Check every line below for the word "background" and copy each one that has it.

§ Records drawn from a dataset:
[Start of Attachment]
//! promptkit - versioned prompt templates with strict rendering
//!
//! This library provides:
//! - Version resolution for deployed, latest, pinned and undeployed prompts
//! - Prompt managers that cache a prompt and refresh it in the background
//! - Strict placeholder rendering of templates and tool schemas
//! - The runtime types that `pkgen`-generated code wraps
//!
//! # Modules
//!
//! - [`version`] - Version specs and fetch keys
//! - [`manager`] - Prompt cache and background refresher
//! - [`renderer`] - Strict template and tool rendering
//! - [`context`] - Execution contexts over one snapshot
//! - [`registry`] - Registry client trait and HTTP implementation
//! - [`local`] - Local overrides consulted before the registry
//! - [`config`] - Configuration types and loading

pub mod config;
pub mod context;
pub mod error;
pub mod local;
pub mod manager;
pub mod manifest;
pub mod placeholder;
pub mod registry;
pub mod renderer;
pub mod version;

// Generated code refers to these through `promptkit::` so user crates need
// no direct serde dependency.
pub use serde;
pub use serde_json;

pub use config::Config;
pub use context::{ExecutionContext, PromptSnapshot, TrackingInfo, TypedExecutionContext};
pub use error::PromptError;
pub use local::{DirectorySource, InMemorySource, LocalSource};
pub use manager::{ManagerOptions, PromptManager, RefreshOutcome, RefreshStats};
pub use manifest::{ItemKind, PromptId, PromptManifest, Template, Tool};
pub use placeholder::{NameMap, to_snake_case};
pub use registry::{GenerationScope, HttpRegistryClient, RegistryClient, RegistryError};
pub use renderer::{TemplateRenderer, ToolRenderer};
pub use version::{FetchKey, MajorVersion, MinorVersion, VersionSpec, WeightedMinor};
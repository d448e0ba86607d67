//! Indentation-aware source buffer

const INDENT: &str = "    ";

/// Accumulates generated source one line at a time
#[derive(Debug, Default)]
pub struct SourceWriter {
    out: String,
    depth: usize,
}

impl SourceWriter {
    pub fn new() -> Self {
        Self::default()
    }

    /// Write one line at the current depth
    pub fn line(&mut self, text: impl AsRef<str>) -> &mut Self {
        let text = text.as_ref();
        if !text.is_empty() {
            for _ in 0..self.depth {
                self.out.push_str(INDENT);
            }
            self.out.push_str(text);
        }
        self.out.push('\n');
        self
    }

    pub fn blank(&mut self) -> &mut Self {
        self.line("")
    }

    pub fn doc(&mut self, text: impl AsRef<str>) -> &mut Self {
        self.line(format!("/// {}", text.as_ref()))
    }

    /// Write `text {` and indent
    pub fn open(&mut self, text: impl AsRef<str>) -> &mut Self {
        self.line(format!("{} {{", text.as_ref()));
        self.depth += 1;
        self
    }

    /// Dedent and write `}` followed by `suffix`
    pub fn close(&mut self, suffix: &str) -> &mut Self {
        self.depth = self.depth.saturating_sub(1);
        self.line(format!("}}{}", suffix))
    }

    /// Append already formatted source verbatim
    pub fn raw(&mut self, source: &str) -> &mut Self {
        self.out.push_str(source);
        self
    }

    pub fn finish(self) -> String {
        self.out
    }
}
//! Registry wire format
//!
//! JSON shapes served by the prompt registry, and their conversion into
//! `PromptManifest`s.

use serde::{Deserialize, Serialize};
use serde_json::{Map, Value};
use tracing::debug;

use super::RegistryError;
use crate::manifest::{PromptId, PromptManifest, Template, Tool};
use crate::version::{FetchKey, MajorVersion, UNDEPLOYED};

/// Params are nested one level on the wire: `{"params": {"params": {...}}}`
#[derive(Debug, Clone, Default, PartialEq, Serialize, Deserialize)]
pub struct WireParams {
    #[serde(default)]
    pub params: Option<Map<String, Value>>,
}

#[derive(Debug, Clone, PartialEq, Serialize, Deserialize)]
pub struct WireTemplate {
    pub id: String,
    pub template: String,
}

/// Declared placeholders of one tool
#[derive(Debug, Clone, PartialEq, Serialize, Deserialize)]
pub struct WireToolParams {
    pub name: String,
    #[serde(default)]
    pub params: Vec<String>,
}

/// One resolved prompt version
#[derive(Debug, Clone, PartialEq, Serialize, Deserialize)]
#[serde(rename_all = "camelCase")]
pub struct WirePrompt {
    pub id: String,
    #[serde(default)]
    pub version: Option<String>,
    #[serde(default)]
    pub revision_id: Option<String>,
    #[serde(default)]
    pub params: Option<WireParams>,
    #[serde(default)]
    pub templates: Vec<WireTemplate>,
    #[serde(default)]
    pub tools: Option<Vec<Value>>,
    #[serde(default)]
    pub tools_params: Option<Vec<WireToolParams>>,
}

impl WirePrompt {
    /// Convert into a manifest for the key it was fetched with
    pub fn into_manifest(self, key: &FetchKey) -> Result<PromptManifest, RegistryError> {
        debug!(id = %self.id, %key, version = ?self.version, "into_manifest: called");
        let (major, minor) = match key {
            FetchKey::Undeployed => (MajorVersion::Undeployed, None),
            FetchKey::Exact { major, minor } => {
                if let Some(reported) = self.reported_minor(*major)?
                    && reported != *minor
                {
                    return Err(RegistryError::InvalidResponse(format!(
                        "requested {}.{} of '{}', got minor {}",
                        major, minor, self.id, reported
                    )));
                }
                (MajorVersion::Deployed(*major), Some(*minor))
            }
            FetchKey::LatestMinor { major } => (MajorVersion::Deployed(*major), self.reported_minor(*major)?),
        };

        let declared = self.tools_params.unwrap_or_default();
        let tools = self
            .tools
            .unwrap_or_default()
            .into_iter()
            .map(|schema| {
                let name = tool_name(&schema)?;
                Ok(match declared.iter().find(|d| d.name == name) {
                    Some(d) => Tool::with_declared(name, schema, d.params.clone()),
                    None => Tool::new(name, schema),
                })
            })
            .collect::<Result<Vec<_>, RegistryError>>()?;

        Ok(PromptManifest {
            prompt_id: PromptId::new(self.id),
            major,
            minor,
            revision_id: self.revision_id,
            params: self.params.and_then(|p| p.params).unwrap_or_default(),
            templates: self
                .templates
                .into_iter()
                .map(|t| Template::new(t.id, t.template))
                .collect(),
            tools,
        })
    }

    /// Minor number from a `major.minor` version string
    fn reported_minor(&self, expected_major: u32) -> Result<Option<u32>, RegistryError> {
        let Some(version) = self.version.as_deref() else {
            return Ok(None);
        };
        if version == UNDEPLOYED {
            return Err(RegistryError::InvalidResponse(format!(
                "expected major version {} of '{}', got undeployed",
                expected_major, self.id
            )));
        }
        let Some((major, minor)) = version.split_once('.') else {
            return Ok(None);
        };
        let (Ok(major), Ok(minor)) = (major.parse::<u32>(), minor.parse::<u32>()) else {
            return Err(RegistryError::InvalidResponse(format!(
                "malformed version '{}' for '{}'",
                version, self.id
            )));
        };
        if major != expected_major {
            return Err(RegistryError::InvalidResponse(format!(
                "expected major version {} of '{}', got {}",
                expected_major, self.id, version
            )));
        }
        Ok(Some(minor))
    }
}

fn tool_name(schema: &Value) -> Result<String, RegistryError> {
    schema
        .get("name")
        .or_else(|| schema.get("function").and_then(|f| f.get("name")))
        .and_then(Value::as_str)
        .map(str::to_string)
        .ok_or_else(|| RegistryError::InvalidResponse("tool definition has no name".to_string()))
}

/// One deployed major version in the types listing
#[derive(Debug, Clone, PartialEq, Serialize, Deserialize)]
#[serde(rename_all = "camelCase")]
pub struct WireMajorVersion {
    pub major_version: String,
    #[serde(default)]
    pub minor_versions: Vec<String>,
    #[serde(default)]
    pub templates: Vec<WireTemplate>,
    #[serde(default)]
    pub params: Option<WireParams>,
    #[serde(default)]
    pub tools_params: Option<Vec<WireToolParams>>,
}

/// A prompt in the types listing; no majors means undeployed only
#[derive(Debug, Clone, PartialEq, Serialize, Deserialize)]
#[serde(rename_all = "camelCase")]
pub struct WirePromptType {
    pub id: String,
    #[serde(default)]
    pub major_versions: Vec<WireMajorVersion>,
}

impl WirePromptType {
    pub fn is_undeployed(&self) -> bool {
        self.major_versions.is_empty()
    }

    /// One manifest per deployed major, ascending
    ///
    /// The listing carries tool placeholders but not tool schemas, so tools
    /// get a null schema.
    pub fn into_manifests(self) -> Result<Vec<PromptManifest>, RegistryError> {
        let id = self.id;
        let mut manifests = self
            .major_versions
            .into_iter()
            .map(|mv| {
                let major = mv.major_version.parse::<u32>().map_err(|_| {
                    RegistryError::InvalidResponse(format!(
                        "malformed major version '{}' for '{}'",
                        mv.major_version, id
                    ))
                })?;
                Ok(PromptManifest {
                    prompt_id: PromptId::new(id.clone()),
                    major: MajorVersion::Deployed(major),
                    minor: None,
                    revision_id: None,
                    params: mv.params.and_then(|p| p.params).unwrap_or_default(),
                    templates: mv
                        .templates
                        .into_iter()
                        .map(|t| Template::new(t.id, t.template))
                        .collect(),
                    tools: mv
                        .tools_params
                        .unwrap_or_default()
                        .into_iter()
                        .map(|t| Tool::with_declared(t.name, Value::Null, t.params))
                        .collect(),
                })
            })
            .collect::<Result<Vec<_>, RegistryError>>()?;
        manifests.sort_by_key(|m| m.major.number());
        Ok(manifests)
    }
}
//! HTTP registry client
//!
//! Fetches prompts from `{base}/prompts/{id}/major/{major}/minor/{minor}` and
//! the generation listing from `{base}/prompts/types`. Failures are classified
//! and returned as-is; there are no retries here.

use std::time::Duration;

use async_trait::async_trait;
use reqwest::{Client, StatusCode, Url};
use serde::de::DeserializeOwned;
use tracing::{debug, warn};

use super::wire::{WirePrompt, WirePromptType};
use super::{GenerationScope, RegistryClient, RegistryError};
use crate::config::RegistryConfig;
use crate::manifest::{PromptId, PromptManifest};
use crate::version::FetchKey;

/// Registry client over HTTP with bearer authentication
pub struct HttpRegistryClient {
    base_url: Url,
    api_key: String,
    http: Client,
    timeout: Duration,
}

impl HttpRegistryClient {
    pub fn new(base_url: &str, api_key: impl Into<String>, timeout: Duration) -> Result<Self, RegistryError> {
        debug!(%base_url, ?timeout, "HttpRegistryClient::new: called");
        let base_url = Url::parse(base_url)
            .map_err(|e| RegistryError::Config(format!("invalid base url '{}': {}", base_url, e)))?;
        if base_url.cannot_be_a_base() {
            return Err(RegistryError::Config(format!(
                "base url '{}' cannot carry a path",
                base_url
            )));
        }
        let http = Client::builder().timeout(timeout).build().map_err(RegistryError::Network)?;
        Ok(Self {
            base_url,
            api_key: api_key.into(),
            http,
            timeout,
        })
    }

    /// Create a client from configuration
    ///
    /// Reads the API key from the environment variable named in config.
    pub fn from_config(config: &RegistryConfig) -> Result<Self, RegistryError> {
        debug!(?config, "from_config: called");
        let api_key = config
            .get_api_key()
            .map_err(|e| RegistryError::Config(e.to_string()))?;
        Self::new(&config.base_url, api_key, config.timeout())
    }

    /// Build a URL from the base plus encoded path segments
    pub fn url_for(&self, segments: &[&str]) -> Url {
        let mut url = self.base_url.clone();
        if let Ok(mut path) = url.path_segments_mut() {
            path.pop_if_empty().extend(segments);
        }
        url
    }

    pub fn prompt_url(&self, prompt_id: &PromptId, key: &FetchKey) -> Url {
        let major = key.major_segment();
        let minor = key.minor_segment();
        self.url_for(&["prompts", prompt_id.as_str(), "major", &major, "minor", &minor])
    }

    async fn get_json<T: DeserializeOwned>(&self, url: Url) -> Result<T, RegistryError> {
        debug!(%url, "get_json: called");
        let response = self
            .http
            .get(url.clone())
            .bearer_auth(&self.api_key)
            .send()
            .await
            .map_err(|e| self.classify_transport(e))?;

        let status = response.status();
        if status.is_success() {
            let body = response.text().await.map_err(|e| self.classify_transport(e))?;
            return serde_json::from_str(&body).map_err(RegistryError::Json);
        }

        let message = response.text().await.unwrap_or_default();
        debug!(%url, %status, "get_json: request failed");
        Err(classify_status(status, url.as_str(), message))
    }

    fn classify_transport(&self, err: reqwest::Error) -> RegistryError {
        if err.is_timeout() {
            warn!(timeout = ?self.timeout, "registry request timed out");
            RegistryError::Timeout(self.timeout)
        } else {
            RegistryError::Network(err)
        }
    }
}

fn classify_status(status: StatusCode, url: &str, message: String) -> RegistryError {
    match status {
        StatusCode::NOT_FOUND => RegistryError::NotFound { url: url.to_string() },
        StatusCode::UNAUTHORIZED | StatusCode::FORBIDDEN => RegistryError::Unauthorized {
            status: status.as_u16(),
        },
        _ => RegistryError::ApiError {
            status: status.as_u16(),
            message,
        },
    }
}

#[async_trait]
impl RegistryClient for HttpRegistryClient {
    async fn fetch_manifest(&self, prompt_id: &PromptId, key: &FetchKey) -> Result<PromptManifest, RegistryError> {
        debug!(%prompt_id, %key, "fetch_manifest: called");
        let wire: WirePrompt = self.get_json(self.prompt_url(prompt_id, key)).await?;
        if wire.id != prompt_id.as_str() {
            return Err(RegistryError::InvalidResponse(format!(
                "requested prompt '{}', registry returned '{}'",
                prompt_id, wire.id
            )));
        }
        wire.into_manifest(key)
    }

    async fn fetch_manifests_for_generation(
        &self,
        scope: &GenerationScope,
    ) -> Result<Vec<PromptManifest>, RegistryError> {
        debug!(?scope, "fetch_manifests_for_generation: called");
        let types: Vec<WirePromptType> = self.get_json(self.url_for(&["prompts", "types"])).await?;

        if let GenerationScope::Prompts(ids) = scope {
            for id in ids {
                if !types.iter().any(|t| t.id == id.as_str()) {
                    return Err(RegistryError::NotFound {
                        url: self.url_for(&["prompts", id.as_str()]).to_string(),
                    });
                }
            }
        }

        let mut manifests = Vec::new();
        for prompt_type in types.into_iter().filter(|t| scope.includes(&t.id)) {
            if prompt_type.is_undeployed() {
                debug!(prompt_id = %prompt_type.id, "fetch_manifests_for_generation: undeployed only");
                let id = PromptId::new(prompt_type.id);
                manifests.push(self.fetch_manifest(&id, &FetchKey::Undeployed).await?);
            } else {
                manifests.extend(prompt_type.into_manifests()?);
            }
        }
        debug!(count = manifests.len(), "fetch_manifests_for_generation: done");
        Ok(manifests)
    }
}
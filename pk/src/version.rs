//! Version specs and fetch-key resolution
//!
//! A manager is built for one `VersionSpec`. The spec is validated once at
//! construction and resolved into the concrete `FetchKey`s the registry is
//! asked for.

use std::fmt;
use std::str::FromStr;

use serde::{Deserialize, Serialize};
use tracing::debug;

use crate::error::PromptError;

/// Literal naming the mutable staging slot
pub const UNDEPLOYED: &str = "undeployed";

/// Sentinel minor meaning "resolve on the server"
pub const LATEST: &str = "latest";

/// Major version a manager is bound to
#[derive(Debug, Clone, PartialEq, Eq, Hash)]
pub enum MajorVersion {
    /// A deployed major version number
    Deployed(u32),
    /// Whatever is currently staged
    Undeployed,
    /// A literal `major.minor` pin
    Pinned { major: u32, minor: u32 },
}

impl MajorVersion {
    /// Major number, when there is one
    pub fn number(&self) -> Option<u32> {
        match self {
            MajorVersion::Deployed(major) | MajorVersion::Pinned { major, .. } => Some(*major),
            MajorVersion::Undeployed => None,
        }
    }

    pub fn is_undeployed(&self) -> bool {
        matches!(self, MajorVersion::Undeployed)
    }
}

impl fmt::Display for MajorVersion {
    fn fmt(&self, f: &mut fmt::Formatter<'_>) -> fmt::Result {
        match self {
            MajorVersion::Deployed(major) => write!(f, "{}", major),
            MajorVersion::Undeployed => write!(f, "{}", UNDEPLOYED),
            MajorVersion::Pinned { major, minor } => write!(f, "{}.{}", major, minor),
        }
    }
}

impl FromStr for MajorVersion {
    type Err = PromptError;

    fn from_str(s: &str) -> Result<Self, Self::Err> {
        let trimmed = s.trim();
        if trimmed.is_empty() {
            return Err(invalid(s, "major version is empty"));
        }
        if trimmed == UNDEPLOYED {
            return Ok(MajorVersion::Undeployed);
        }
        match trimmed.split_once('.') {
            Some((major, minor)) => Ok(MajorVersion::Pinned {
                major: parse_number(s, major, "major")?,
                minor: parse_number(s, minor, "minor")?,
            }),
            None => Ok(MajorVersion::Deployed(parse_number(s, trimmed, "major")?)),
        }
    }
}

/// One entry of a weighted minor set
#[derive(Debug, Clone, Copy, PartialEq, Serialize, Deserialize)]
pub struct WeightedMinor {
    pub version: u32,
    pub weight: f64,
}

impl WeightedMinor {
    pub fn new(version: u32, weight: f64) -> Self {
        Self { version, weight }
    }
}

/// Minor version within a major
#[derive(Debug, Clone, PartialEq)]
pub enum MinorVersion {
    /// Resolve dynamically, reconciled on every refresh
    Latest,
    /// Exactly this minor, cached indefinitely
    Exact(u32),
    /// Pick one of several exact minors per `get()`
    Weighted(Vec<WeightedMinor>),
}

impl fmt::Display for MinorVersion {
    fn fmt(&self, f: &mut fmt::Formatter<'_>) -> fmt::Result {
        match self {
            MinorVersion::Latest => write!(f, "{}", LATEST),
            MinorVersion::Exact(minor) => write!(f, "{}", minor),
            MinorVersion::Weighted(entries) => {
                let parts: Vec<String> = entries.iter().map(|w| format!("{}:{}", w.version, w.weight)).collect();
                write!(f, "[{}]", parts.join(","))
            }
        }
    }
}

impl FromStr for MinorVersion {
    type Err = PromptError;

    fn from_str(s: &str) -> Result<Self, Self::Err> {
        let trimmed = s.trim();
        if trimmed.is_empty() {
            return Err(invalid(s, "minor version is empty"));
        }
        if trimmed == LATEST {
            return Ok(MinorVersion::Latest);
        }
        Ok(MinorVersion::Exact(parse_number(s, trimmed, "minor")?))
    }
}

/// A validated (major, minor) request
#[derive(Debug, Clone, PartialEq)]
pub struct VersionSpec {
    major: MajorVersion,
    minor: MinorVersion,
}

impl VersionSpec {
    /// Validate a major/minor combination
    pub fn new(major: MajorVersion, minor: MinorVersion) -> Result<Self, PromptError> {
        debug!(%major, %minor, "VersionSpec::new: called");
        let label = format!("{}/{}", major, minor);
        match (&major, &minor) {
            (MajorVersion::Pinned { minor: pinned, .. }, MinorVersion::Exact(explicit)) if pinned != explicit => {
                return Err(invalid(
                    &label,
                    &format!("pinned minor {} conflicts with explicit minor {}", pinned, explicit),
                ));
            }
            (MajorVersion::Pinned { .. }, MinorVersion::Weighted(_)) => {
                return Err(invalid(&label, "a pinned version cannot carry weighted minors"));
            }
            (MajorVersion::Undeployed, MinorVersion::Weighted(_)) => {
                return Err(invalid(&label, "weighted minors require a deployed major version"));
            }
            (MajorVersion::Deployed(_), MinorVersion::Weighted(entries)) => {
                if entries.is_empty() {
                    return Err(invalid(&label, "weighted minor set is empty"));
                }
                if let Some(bad) = entries.iter().find(|w| !(w.weight.is_finite() && w.weight > 0.0)) {
                    return Err(invalid(
                        &label,
                        &format!("weight {} for minor {} must be positive", bad.weight, bad.version),
                    ));
                }
            }
            _ => {}
        }
        Ok(Self { major, minor })
    }

    /// Parse and validate string forms, e.g. `("1", "latest")` or `("1.3", "latest")`
    pub fn parse(major: &str, minor: &str) -> Result<Self, PromptError> {
        Self::new(major.parse()?, minor.parse()?)
    }

    /// Latest minor of a deployed major
    pub fn latest(major: u32) -> Self {
        Self {
            major: MajorVersion::Deployed(major),
            minor: MinorVersion::Latest,
        }
    }

    /// Exactly `major.minor`
    pub fn exact(major: u32, minor: u32) -> Self {
        Self {
            major: MajorVersion::Deployed(major),
            minor: MinorVersion::Exact(minor),
        }
    }

    /// The undeployed staging slot
    pub fn undeployed() -> Self {
        Self {
            major: MajorVersion::Undeployed,
            minor: MinorVersion::Latest,
        }
    }

    pub fn major(&self) -> &MajorVersion {
        &self.major
    }

    pub fn minor(&self) -> &MinorVersion {
        &self.minor
    }

    /// Resolve into weighted fetch keys
    ///
    /// Every spec but a weighted one resolves to a single key with weight 1.
    pub fn resolve(&self) -> Vec<(FetchKey, f64)> {
        match (&self.major, &self.minor) {
            (MajorVersion::Undeployed, _) => vec![(FetchKey::Undeployed, 1.0)],
            (MajorVersion::Pinned { major, minor }, _) => vec![(
                FetchKey::Exact {
                    major: *major,
                    minor: *minor,
                },
                1.0,
            )],
            (MajorVersion::Deployed(major), MinorVersion::Latest) => {
                vec![(FetchKey::LatestMinor { major: *major }, 1.0)]
            }
            (MajorVersion::Deployed(major), MinorVersion::Exact(minor)) => vec![(
                FetchKey::Exact {
                    major: *major,
                    minor: *minor,
                },
                1.0,
            )],
            (MajorVersion::Deployed(major), MinorVersion::Weighted(entries)) => entries
                .iter()
                .map(|w| {
                    (
                        FetchKey::Exact {
                            major: *major,
                            minor: w.version,
                        },
                        w.weight,
                    )
                })
                .collect(),
        }
    }

    /// Whether the resolved content can change on the server
    pub fn is_mutable(&self) -> bool {
        self.resolve().iter().any(|(key, _)| key.is_mutable())
    }
}

impl fmt::Display for VersionSpec {
    fn fmt(&self, f: &mut fmt::Formatter<'_>) -> fmt::Result {
        match &self.major {
            MajorVersion::Undeployed | MajorVersion::Pinned { .. } => write!(f, "{}", self.major),
            MajorVersion::Deployed(_) => write!(f, "{}.{}", self.major, self.minor),
        }
    }
}

/// The concrete key a registry is asked for
#[derive(Debug, Clone, PartialEq, Eq, Hash)]
pub enum FetchKey {
    LatestMinor { major: u32 },
    Exact { major: u32, minor: u32 },
    Undeployed,
}

impl FetchKey {
    /// Path segment for the major version
    pub fn major_segment(&self) -> String {
        match self {
            FetchKey::LatestMinor { major } | FetchKey::Exact { major, .. } => major.to_string(),
            FetchKey::Undeployed => UNDEPLOYED.to_string(),
        }
    }

    /// Path segment for the minor version
    pub fn minor_segment(&self) -> String {
        match self {
            FetchKey::Exact { minor, .. } => minor.to_string(),
            FetchKey::LatestMinor { .. } | FetchKey::Undeployed => LATEST.to_string(),
        }
    }

    /// Latest and undeployed keys are reconciled by the refresher
    pub fn is_mutable(&self) -> bool {
        !matches!(self, FetchKey::Exact { .. })
    }
}

impl fmt::Display for FetchKey {
    fn fmt(&self, f: &mut fmt::Formatter<'_>) -> fmt::Result {
        match self {
            FetchKey::Undeployed => write!(f, "{}", UNDEPLOYED),
            _ => write!(f, "{}.{}", self.major_segment(), self.minor_segment()),
        }
    }
}

fn parse_number(spec: &str, part: &str, what: &str) -> Result<u32, PromptError> {
    if part.is_empty() || !part.chars().all(|c| c.is_ascii_digit()) {
        return Err(invalid(spec, &format!("{} version '{}' is not a number", what, part)));
    }
    part.parse::<u32>()
        .map_err(|e| invalid(spec, &format!("{} version '{}': {}", what, part, e)))
}

fn invalid(spec: &str, reason: &str) -> PromptError {
    PromptError::InvalidVersionSpec {
        spec: spec.to_string(),
        reason: reason.to_string(),
    }
}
[End of Attachment]
§ Reply:
//! - Prompt managers that cache a prompt and refresh it in the background
//! - [`manager`] - Prompt cache and background refresher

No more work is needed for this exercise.